“May my teaching drop like the rain, may my utterance flow like the dew” Deuteronomy 32:2
A brief look into any Torah scroll this Shabbat reveals an instant surprise. In place of the standard paragraph layout found throughout the Torah, Ha’azinu is written in two distinct columns, like a poem or a song. Only one other place in the Torah shares this poetic layout, Shirat Hayam or Song by the Sea (Exodus 15: 1-19).
Although these are the only sections of the Torah with a poetic layout, several important differences separate the two songs. While the Song by the Sea is sung by the people expressing joy and praise for their miraculous rescue, Ha’azinu is spoken only by Moses and incorporates often harsh and difficult words.
This is what Moses sees as the cycle of the human relationship with God, which moves from dependence to comfort, waywardness to repentance, and more. This is an intense and difficult piece. But not only the content of the songs are different, even their layout is unique.
In contrast to Ha’azinu’s two columns, Song by the Sea has an additional element to its structure. The text of every second line stands alone in the middle of the column. When viewed in its entirety, the song looks much like a solid or woven pattern and in this the 14th-century scholar and Jewish figurehead Rabbi Nissim of Gerona (known as the Ran) found a symbolic message.
Song by the Sea is written like a brick wall, symbolising the strong foundation of a relationship with our Creator when built on kindness and gratitude. Ha’azinu, however, is built like two flimsy stacks of bricks, precariously balanced like a relationship based on mistrust and transgression: one which Moses is afraid could be toppled by the Children of Israel’s lack of dedication.

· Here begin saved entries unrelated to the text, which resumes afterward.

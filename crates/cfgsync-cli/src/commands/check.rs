//! `cfgsync check` command - Check whether a directory holds a repository.

use std::path::Path;

use anyhow::{Result, bail};

use crate::output;

/// Run the check command.
pub fn run(dir: &Path) -> Result<()> {
    if !cfgsync_core::is_valid_repository(dir) {
        bail!("{} is not a git repository", dir.display());
    }
    output::success(&format!("{} is a git repository", dir.display()));
    Ok(())
}
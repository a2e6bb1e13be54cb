//! Per-attempt transports to a remote endpoint.
//!
//! A transport is opened for exactly one push or fetch attempt and
//! released when it is dropped, so every exit path (success, failure,
//! cancellation) gives the connection back before the next attempt.

use std::cell::RefCell;

use git2::{AutotagOption, Cred, ErrorClass, ErrorCode, FetchOptions, PushOptions, RemoteCallbacks};

use crate::credentials::CredentialsProvider;
use crate::error::Result;
use crate::progress::Progress;

/// Classified outcome of a failed transport attempt.
#[derive(Debug)]
pub enum TransportFailure {
    /// The remote refused the supplied credentials.
    NotPermitted(String),
    /// The progress token asked to stop.
    Cancelled,
    /// Any other network or protocol failure.
    Other(String),
}

impl TransportFailure {
    /// Classify a backend error raised during an attempt.
    #[must_use]
    pub fn classify(err: &git2::Error, progress: &dyn Progress) -> Self {
        if progress.is_cancelled() {
            return Self::Cancelled;
        }

        let message = err.message().to_string();
        if err.code() == ErrorCode::Auth || mentions_auth_status(&message) {
            Self::NotPermitted(message)
        } else {
            Self::Other(message)
        }
    }

    /// Whether this is an authentication failure.
    #[must_use]
    pub const fn is_not_permitted(&self) -> bool {
        matches!(self, Self::NotPermitted(_))
    }
}

impl std::fmt::Display for TransportFailure {
    fn fmt(&self, f: &mut std::fmt::Formatter<'_>) -> std::fmt::Result {
        match self {
            Self::NotPermitted(msg) => write!(f, "not permitted: {msg}"),
            Self::Cancelled => f.write_str("cancelled"),
            Self::Other(msg) => f.write_str(msg),
        }
    }
}

fn mentions_auth_status(message: &str) -> bool {
    let lower = message.to_ascii_lowercase();
    lower.contains("status code: 401")
        || lower.contains("status code: 403")
        || lower.contains("authentication required")
        || lower.contains("not authorized")
}

/// Result reported by the remote for one pushed ref.
#[derive(Debug, Clone, PartialEq, Eq)]
pub struct RefUpdate {
    /// Remote ref name.
    pub refname: String,
    /// Rejection reason, `None` when the ref was updated.
    pub rejection: Option<String>,
}

/// Telemetry collected during one push.
#[derive(Debug, Clone, Default)]
pub struct PushReport {
    /// Endpoint the push went to.
    pub endpoint: String,
    /// Per-ref results.
    pub updates: Vec<RefUpdate>,
    /// Server side-band messages.
    pub messages: Vec<String>,
}

impl PushReport {
    /// Refs the remote refused to update.
    pub fn rejected(&self) -> impl Iterator<Item = &RefUpdate> {
        self.updates.iter().filter(|u| u.rejection.is_some())
    }

    fn log(&self) {
        if !log::log_enabled!(log::Level::Debug) {
            return;
        }
        for message in self.messages.iter().filter(|m| !m.trim().is_empty()) {
            log::debug!("remote: {}", message.trim_end());
        }
        for update in &self.updates {
            match &update.rejection {
                None => log::debug!("{} -> {}: ok", self.endpoint, update.refname),
                Some(reason) => log::debug!("{} -> {}: {reason}", self.endpoint, update.refname),
            }
        }
    }
}

/// One open connection to a remote endpoint.
pub trait Transport {
    /// The URL this transport talks to.
    fn endpoint(&self) -> &str;

    /// Push exactly `refspecs`.
    ///
    /// # Errors
    /// Returns the classified failure of this attempt.
    fn push(
        &mut self,
        refspecs: &[String],
        credentials: &CredentialsProvider,
        progress: &dyn Progress,
    ) -> std::result::Result<PushReport, TransportFailure>;

    /// Fetch exactly `refspecs`, returning the number of received objects.
    ///
    /// # Errors
    /// Returns the classified failure of this attempt.
    fn fetch(
        &mut self,
        refspecs: &[String],
        credentials: &CredentialsProvider,
        progress: &dyn Progress,
    ) -> std::result::Result<usize, TransportFailure>;
}

/// Something that can open transports to its remotes.
pub trait TransportOpener {
    /// Open a fresh transport to `endpoint`.
    ///
    /// # Errors
    /// Returns error if the endpoint URL is unusable.
    fn open_transport(&self, endpoint: &str) -> Result<Box<dyn Transport + '_>>;
}

/// Transport backed by an anonymous git2 remote.
pub struct GitTransport<'repo> {
    remote: git2::Remote<'repo>,
    endpoint: String,
}

impl<'repo> GitTransport<'repo> {
    /// Open an anonymous remote on `repo` for `endpoint`.
    ///
    /// # Errors
    /// Returns error if git2 rejects the URL.
    pub fn open(repo: &'repo git2::Repository, endpoint: &str) -> Result<Self> {
        let remote = repo.remote_anonymous(endpoint)?;
        log::debug!("opened transport to {endpoint}");
        Ok(Self {
            remote,
            endpoint: endpoint.to_string(),
        })
    }
}

impl Transport for GitTransport<'_> {
    fn endpoint(&self) -> &str {
        &self.endpoint
    }

    fn push(
        &mut self,
        refspecs: &[String],
        credentials: &CredentialsProvider,
        progress: &dyn Progress,
    ) -> std::result::Result<PushReport, TransportFailure> {
        let updates = RefCell::new(Vec::new());
        let messages = RefCell::new(Vec::new());

        let result = {
            let mut callbacks = remote_callbacks(credentials, progress);
            callbacks.push_update_reference(|refname, status| {
                updates.borrow_mut().push(RefUpdate {
                    refname: refname.to_string(),
                    rejection: status.map(String::from),
                });
                if progress.is_cancelled() {
                    return Err(git2::Error::new(
                        ErrorCode::User,
                        ErrorClass::Callback,
                        "push cancelled",
                    ));
                }
                Ok(())
            });
            callbacks.sideband_progress(|data| {
                messages
                    .borrow_mut()
                    .push(String::from_utf8_lossy(data).into_owned());
                true
            });

            let mut options = PushOptions::new();
            options.remote_callbacks(callbacks);
            self.remote.push(refspecs, Some(&mut options))
        };

        let report = PushReport {
            endpoint: self.endpoint.clone(),
            updates: updates.into_inner(),
            messages: messages.into_inner(),
        };
        report.log();

        result.map_err(|e| TransportFailure::classify(&e, progress))?;
        Ok(report)
    }

    fn fetch(
        &mut self,
        refspecs: &[String],
        credentials: &CredentialsProvider,
        progress: &dyn Progress,
    ) -> std::result::Result<usize, TransportFailure> {
        let mut options = FetchOptions::new();
        options.remote_callbacks(remote_callbacks(credentials, progress));
        options.download_tags(AutotagOption::None);

        self.remote
            .fetch(refspecs, Some(&mut options), Some("cfgsync: fetch"))
            .map_err(|e| TransportFailure::classify(&e, progress))?;

        let stats = self.remote.stats();
        log::debug!(
            "fetched {} objects from {}",
            stats.received_objects(),
            self.endpoint
        );
        Ok(stats.received_objects())
    }
}

impl Drop for GitTransport<'_> {
    fn drop(&mut self) {
        if self.remote.connected() {
            if let Err(e) = self.remote.disconnect() {
                log::debug!("disconnect from {} failed: {e}", self.endpoint);
            }
        }
        log::debug!("closed transport to {}", self.endpoint);
    }
}

/// Callbacks shared by push and fetch: credentials and progress.
///
/// The credentials callback answers once per attempt. libgit2 calls it
/// again when the remote rejects what it got, and that second call fails
/// with an `Auth` error instead of looping.
fn remote_callbacks<'a>(
    credentials: &'a CredentialsProvider,
    progress: &'a dyn Progress,
) -> RemoteCallbacks<'a> {
    let mut asked = false;
    let mut callbacks = RemoteCallbacks::new();

    callbacks.credentials(move |url, username_from_url, allowed| {
        if asked {
            return Err(git2::Error::new(
                ErrorCode::Auth,
                ErrorClass::Callback,
                format!("credentials rejected by {url}"),
            ));
        }
        asked = true;

        if allowed.is_ssh_key() {
            if let Some(user) = username_from_url {
                return Cred::ssh_key_from_agent(user);
            }
        }
        if allowed.is_user_pass_plaintext() {
            if let Some(found) = credentials.get(url, username_from_url) {
                return Cred::userpass_plaintext(&found.username, found.password());
            }
        }
        if allowed.is_default() {
            return Cred::default();
        }

        Err(git2::Error::new(
            ErrorCode::Auth,
            ErrorClass::Callback,
            format!("no credentials available for {url}"),
        ))
    });

    callbacks.transfer_progress(move |stats| {
        let total = stats.total_objects();
        if total > 0 {
            #[allow(clippy::cast_precision_loss)]
            progress.set_fraction(stats.received_objects() as f64 / total as f64);
        }
        true
    });

    callbacks
}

In the days immediately preceding Yom Kippur, we are confronted with many important questions, including how we will choose to conduct our relationship with God. Will our commitment be like the solid wall of Song by the Sea or will we choose the format of Ha’azinu’s two precariously placed pillars? Let Moses’s wishes in this week’s sidrah, “May my teaching drop like the rain, may my utterance flow like the dew”, guide us to a new year of health, happiness and success.